Above is a less powerful person, a person with fewer capacities and opportunities and, thus, a smaller center of power.

(A note. For simplicity I've portrayed the circles of capacities and opportunities as the same size. That's rarely the case. One circle can be larger than the other. Consider, again, the issue of privilege. A woman of color might have a capacity circle as large as mine or larger. But compared to me--a white male--she has a much smaller opportunity circle, reducing her power despite her significant abilities.)

The loving use of power that Andy envisions it is, then, the powerful person using his or her greater power to empower the less powerful person via the three routes of empowerment. That is, using your power you can invest in the capacities of others, increase the opportunities of others, or work to bring these into greater alignment (to catalyze and actualize the power of the other).

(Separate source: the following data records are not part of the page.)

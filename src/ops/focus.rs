use std::cmp::Ordering;
use std::collections::HashSet;

use crate::model::focus::{FocusCandidate, ReconcileResult};
use crate::model::operation::LabelOperation;
use crate::model::snapshot::Snapshot;

/// Every open task currently carrying `label`, in snapshot order
pub fn focus_candidates(snapshot: &Snapshot, label: &str) -> Vec<FocusCandidate> {
    snapshot
        .tasks
        .iter()
        .filter(|t| !t.completed && t.has_label(label))
        .map(FocusCandidate::from_task)
        .collect()
}

/// Total order used to pick a winner: most recently updated first, then the
/// highest numeric id, then the id string itself.
fn strength(a: &FocusCandidate, b: &FocusCandidate) -> Ordering {
    a.updated_at
        .cmp(&b.updated_at)
        .then(a.numeric_id.cmp(&b.numeric_id))
        .then_with(|| a.id.cmp(&b.id))
}

/// Decide which task keeps the singleton `label`.
///
/// A forced winner always wins; when it is not among the candidates it is
/// added to the label. `apply` is only echoed back in the result, the
/// operations are the same either way.
pub fn reconcile_focus(
    label: &str,
    candidates: &[FocusCandidate],
    forced_winner: Option<&str>,
    apply: bool,
) -> ReconcileResult {
    let mut seen = HashSet::new();
    let mut ranked: Vec<FocusCandidate> = candidates
        .iter()
        .filter(|c| seen.insert(c.id.as_str()))
        .cloned()
        .collect();
    ranked.sort_by(|a, b| strength(b, a));

    let mut added = None;
    let winner = match forced_winner {
        Some(id) => match ranked.iter().position(|c| c.id == id) {
            Some(pos) => Some(ranked.remove(pos)),
            None => {
                added = Some(LabelOperation::AddLabel {
                    task_id: id.to_string(),
                    label: label.to_string(),
                });
                Some(FocusCandidate::new(id, None))
            }
        },
        None if ranked.is_empty() => None,
        None => Some(ranked.remove(0)),
    };

    // Removals come first so the label is never on two tasks at once
    let mut operations: Vec<LabelOperation> = ranked
        .iter()
        .map(|loser| LabelOperation::RemoveLabel {
            task_id: loser.id.clone(),
            label: label.to_string(),
        })
        .collect();
    operations.extend(added);

    ReconcileResult {
        winner,
        losers: ranked,
        operations,
        applied: apply,
    }
}
//! Likelihood objectives.
//!
//! Each model variant implements [`LogLikelihood`]: a scalar log-likelihood
//! plus numerical gradient and Hessian. The orchestrators in `arma` and `ar`
//! compose these with the optimizer instead of sharing a base type.

use std::f64::consts::PI;

use finitediff::FiniteDiff;
use nalgebra::{DMatrix, DVector};

use crate::error::{Result, TsaError};
use crate::initialization::KalmanInit;
use crate::kalman::{kalman_loglike, KalmanOutput, Scale};
use crate::params::{constrain_stationary, transform_params, ArmaParams};
use crate::state_space::StateSpace;
use crate::types::{ArmaOrder, Trace};

/// Capability interface shared by the ARMA, CSS-ARMA and AR objectives.
pub trait LogLikelihood {
    /// Length of the parameter vector.
    fn n_params(&self) -> usize;

    /// Log-likelihood at `params`; `-inf` when the parameters are infeasible.
    fn loglike(&self, params: &[f64]) -> f64;

    /// Central-difference score.
    fn gradient(&self, params: &[f64]) -> Vec<f64> {
        let x = params.to_vec();
        let f = |x: &Vec<f64>| self.loglike(x);
        x.central_diff(&f)
    }

    /// Numerical Hessian from second-order function differences.
    fn hessian(&self, params: &[f64]) -> DMatrix<f64> {
        approx_hessian(&|x: &[f64]| self.loglike(x), params)
    }
}

/// Four-point second differences with step `eps^(1/4) * max(|x_i|, 0.1)`.
///
/// H_ij = [f(x+h_i+h_j) - f(x+h_i-h_j) - f(x-h_i+h_j) + f(x-h_i-h_j)] / (4 h_i h_j)
pub fn approx_hessian(f: &dyn Fn(&[f64]) -> f64, x: &[f64]) -> DMatrix<f64> {
    let n = x.len();
    let base = f64::EPSILON.powf(0.25);
    let h: Vec<f64> = x.iter().map(|v| base * v.abs().max(0.1)).collect();
    let mut hess = DMatrix::<f64>::zeros(n, n);
    let mut work = x.to_vec();

    let eval = |work: &mut Vec<f64>, i: usize, si: f64, j: usize, sj: f64| {
        work[i] += si * h[i];
        work[j] += sj * h[j];
        let v = f(work.as_slice());
        work[i] = x[i];
        work[j] = x[j];
        v
    };

    for i in 0..n {
        for j in i..n {
            let fpp = eval(&mut work, i, 1.0, j, 1.0);
            let fpm = eval(&mut work, i, 1.0, j, -1.0);
            let fmp = eval(&mut work, i, -1.0, j, 1.0);
            let fmm = eval(&mut work, i, -1.0, j, -1.0);
            let v = (fpp - fpm - fmp + fmm) / (4.0 * h[i] * h[j]);
            hess[(i, j)] = v;
            hess[(j, i)] = v;
        }
    }
    hess
}

/// `y - X beta`, or a copy of `y` when there are no regressors.
pub fn regression_residual(endog: &[f64], exog: Option<&DMatrix<f64>>, beta: &[f64]) -> Vec<f64> {
    match exog {
        Some(x) if !beta.is_empty() => {
            let fitted = x * DVector::from_column_slice(beta);
            endog.iter().zip(fitted.iter()).map(|(y, f)| y - f).collect()
        }
        _ => endog.to_vec(),
    }
}

fn record(trace: &Option<Trace>, params: &[f64], ll: f64) {
    if let Some(trace) = trace {
        trace.record(params, ll);
    }
}

// ---------------------------------------------------------------------------
// Exact ARMA likelihood
// ---------------------------------------------------------------------------

/// Exact ARMA(p, q) log-likelihood with regression errors, evaluated by the
/// Kalman filter on `y - X beta` with the scale concentrated out.
#[derive(Debug, Clone)]
pub struct ExactArma {
    pub endog: Vec<f64>,
    pub exog: Option<DMatrix<f64>>,
    pub order: ArmaOrder,
    pub k: usize,
    /// Parameters arrive in optimizer space and are transformed first.
    pub transparams: bool,
    pub burn_in: usize,
    pub trace: Option<Trace>,
}

impl ExactArma {
    pub fn new(endog: Vec<f64>, exog: Option<DMatrix<f64>>, order: ArmaOrder) -> Self {
        let k = exog.as_ref().map_or(0, |x| x.ncols());
        Self {
            endog,
            exog,
            order,
            k,
            transparams: false,
            burn_in: 0,
            trace: None,
        }
    }

    pub fn with_transparams(mut self, transparams: bool) -> Self {
        self.transparams = transparams;
        self
    }

    pub fn with_burn_in(mut self, burn_in: usize) -> Self {
        self.burn_in = burn_in;
        self
    }

    pub fn with_trace(mut self, trace: Option<Trace>) -> Self {
        self.trace = trace;
        self
    }

    /// Coefficients in model space, applying the transform when enabled.
    pub fn coefficients(&self, params: &[f64]) -> Result<ArmaParams> {
        let (p, q, k) = (self.order.p, self.order.q, self.k);
        let flat = if self.transparams {
            transform_params(params, p, q, k)?
        } else {
            params.to_vec()
        };
        ArmaParams::from_flat(&flat, p, q, k)
    }

    /// Full Kalman output at `params`.
    pub fn evaluate(&self, params: &[f64]) -> Result<KalmanOutput> {
        let coeffs = self.coefficients(params)?;
        let y = regression_residual(&self.endog, self.exog.as_ref(), &coeffs.exog_coeffs);
        let ss = StateSpace::arma(&coeffs.ar_coeffs, &coeffs.ma_coeffs)?;
        let init = KalmanInit::stationary(&ss)?;
        kalman_loglike(&y, &ss, &init, Scale::Concentrated, self.burn_in)
    }
}

impl LogLikelihood for ExactArma {
    fn n_params(&self) -> usize {
        self.k + self.order.p + self.order.q
    }

    fn loglike(&self, params: &[f64]) -> f64 {
        let ll = match self.evaluate(params) {
            Ok(out) if out.loglike.is_finite() => out.loglike,
            _ => f64::NEG_INFINITY,
        };
        record(&self.trace, params, ll);
        ll
    }
}

// ---------------------------------------------------------------------------
// Conditional sum of squares
// ---------------------------------------------------------------------------

/// Result of a CSS evaluation.
#[derive(Debug, Clone)]
pub struct CssOutput {
    pub loglike: f64,
    pub sigma2: f64,
    /// Residuals e_t for t = p..n.
    pub errors: Vec<f64>,
}

/// Conditional sum of squares ARMA log-likelihood.
///
/// Residuals follow the ARMA difference equation from t = p with q
/// presample errors set to zero:
///   e_t = y_t - Σ φ_i y_{t-i} - Σ θ_j e_{t-j}
/// and the likelihood is Gaussian with `sigma2 = ssr / (n - p)`.
#[derive(Debug, Clone)]
pub struct CssArma {
    pub endog: Vec<f64>,
    pub exog: Option<DMatrix<f64>>,
    pub order: ArmaOrder,
    pub k: usize,
    pub transparams: bool,
    pub trace: Option<Trace>,
}

impl CssArma {
    pub fn new(endog: Vec<f64>, exog: Option<DMatrix<f64>>, order: ArmaOrder) -> Self {
        let k = exog.as_ref().map_or(0, |x| x.ncols());
        Self {
            endog,
            exog,
            order,
            k,
            transparams: false,
            trace: None,
        }
    }

    pub fn with_transparams(mut self, transparams: bool) -> Self {
        self.transparams = transparams;
        self
    }

    pub fn with_trace(mut self, trace: Option<Trace>) -> Self {
        self.trace = trace;
        self
    }

    pub fn evaluate(&self, params: &[f64]) -> Result<CssOutput> {
        let (p, q, k) = (self.order.p, self.order.q, self.k);
        let flat = if self.transparams {
            transform_params(params, p, q, k)?
        } else {
            params.to_vec()
        };
        let coeffs = ArmaParams::from_flat(&flat, p, q, k)?;
        let y = regression_residual(&self.endog, self.exog.as_ref(), &coeffs.exog_coeffs);
        let n = y.len();
        if n <= p {
            return Err(TsaError::InsufficientData { n, min: p + 1 });
        }

        // errors[0..q] is the zero presample; errors[q + (t - p)] is e_t
        let mut errors = vec![0.0; q];
        errors.reserve(n - p);
        for t in p..n {
            let idx = errors.len();
            let mut e = y[t];
            for (i, phi) in coeffs.ar_coeffs.iter().enumerate() {
                e -= phi * y[t - 1 - i];
            }
            for (j, theta) in coeffs.ma_coeffs.iter().enumerate() {
                e -= theta * errors[idx - 1 - j];
            }
            errors.push(e);
        }
        let errors = errors.split_off(q);

        let ssr: f64 = errors.iter().map(|e| e * e).sum();
        let nf = (n - p) as f64;
        let sigma2 = ssr / nf;
        if !(sigma2 > 0.0) || !sigma2.is_finite() {
            return Err(TsaError::NonPositiveVariance {
                t: n - 1,
                value: sigma2,
            });
        }
        let loglike = -0.5 * nf * ((2.0 * PI).ln() + sigma2.ln()) - ssr / (2.0 * sigma2);
        Ok(CssOutput {
            loglike,
            sigma2,
            errors,
        })
    }
}

impl LogLikelihood for CssArma {
    fn n_params(&self) -> usize {
        self.k + self.order.p + self.order.q
    }

    fn loglike(&self, params: &[f64]) -> f64 {
        let ll = match self.evaluate(params) {
            Ok(out) => out.loglike,
            Err(_) => f64::NEG_INFINITY,
        };
        record(&self.trace, params, ll);
        ll
    }
}

// ---------------------------------------------------------------------------
// Exact AR likelihood
// ---------------------------------------------------------------------------

/// Exact AR(p) log-likelihood with an optional constant.
///
/// Parameters are `[c?, φ_1..φ_p]`. The series is centred at the process
/// mean `μ = c / (1 - Σφ)` and filtered with the scale concentrated out.
#[derive(Debug, Clone)]
pub struct ExactAr {
    pub endog: Vec<f64>,
    pub p: usize,
    /// 0 or 1.
    pub k_trend: usize,
    pub transparams: bool,
    pub trace: Option<Trace>,
}

impl ExactAr {
    pub fn new(endog: Vec<f64>, p: usize, k_trend: usize) -> Self {
        Self {
            endog,
            p,
            k_trend,
            transparams: false,
            trace: None,
        }
    }

    pub fn with_transparams(mut self, transparams: bool) -> Self {
        self.transparams = transparams;
        self
    }

    pub fn with_trace(mut self, trace: Option<Trace>) -> Self {
        self.trace = trace;
        self
    }

    /// `[c?, φ]` in model space.
    pub fn coefficients(&self, params: &[f64]) -> Result<Vec<f64>> {
        let expected = self.k_trend + self.p;
        if params.len() != expected {
            return Err(TsaError::ParamLengthMismatch {
                expected,
                got: params.len(),
            });
        }
        let mut out = params[..self.k_trend].to_vec();
        if self.transparams {
            out.extend(constrain_stationary(&params[self.k_trend..]));
        } else {
            out.extend_from_slice(&params[self.k_trend..]);
        }
        Ok(out)
    }

    pub fn evaluate(&self, params: &[f64]) -> Result<KalmanOutput> {
        let coeffs = self.coefficients(params)?;
        let ar = &coeffs[self.k_trend..];
        let mu = if self.k_trend == 1 {
            let denom = 1.0 - ar.iter().sum::<f64>();
            if denom.abs() < 1e-12 {
                return Err(TsaError::BoundaryParameter);
            }
            coeffs[0] / denom
        } else {
            0.0
        };
        let y: Vec<f64> = self.endog.iter().map(|v| v - mu).collect();
        let ss = StateSpace::arma(ar, &[])?;
        let init = KalmanInit::stationary(&ss)?;
        kalman_loglike(&y, &ss, &init, Scale::Concentrated, 0)
    }
}

impl LogLikelihood for ExactAr {
    fn n_params(&self) -> usize {
        self.k_trend + self.p
    }

    fn loglike(&self, params: &[f64]) -> f64 {
        let ll = match self.evaluate(params) {
            Ok(out) if out.loglike.is_finite() => out.loglike,
            _ => f64::NEG_INFINITY,
        };
        record(&self.trace, params, ll);
        ll
    }
}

To give an example using an issue I care about: empowering women in the church.

As I've argued before, when men in the church use their power to inhibit women from expanding their capacities and/or opportunities we have an example of disempowerment, what Jesus calls "lording over." By contrast, the empowerment of women comes when men use their power to increase both the capacities and opportunities of women in the church.

For example, you increase the teaching and preaching capacities of women in the church by providing young women teaching and preaching experiences so that they might become better teachers and preachers. You help women cultivate their Spirit-filled gifts.

Then, downstream, you give these women the opportunity to preach and teach.

In a similar way, I think Christian universities desiring to empower women should attend to opportunities as well as to capacities. I think a lot of Christian universities think it's sufficient to enroll and grant MDiv degrees to women without attending to the opportunities to preach (or lack thereof) that exist in the churches. To be sure, Christian universities can't tell churches what to do, but Christian universities can start conversations, begin initiatives, and shape the imaginations of the next generation of church planters. Christian universities can also create opportunities in allowing women to preach at events hosted by the school. This is one reason why in my own tradition I'm a strong supporter of the One Voice for Change initiative in asking our universities to invite women to deliver Keynote sermons at our Bible Lectureships.

In doing all this, in increasing both capacities and opportunities, you empower women in the church. An empowerment that leads, per Crouch's analysis, to the creative flourishing of women and the church. Where everyone is using their power to empower others.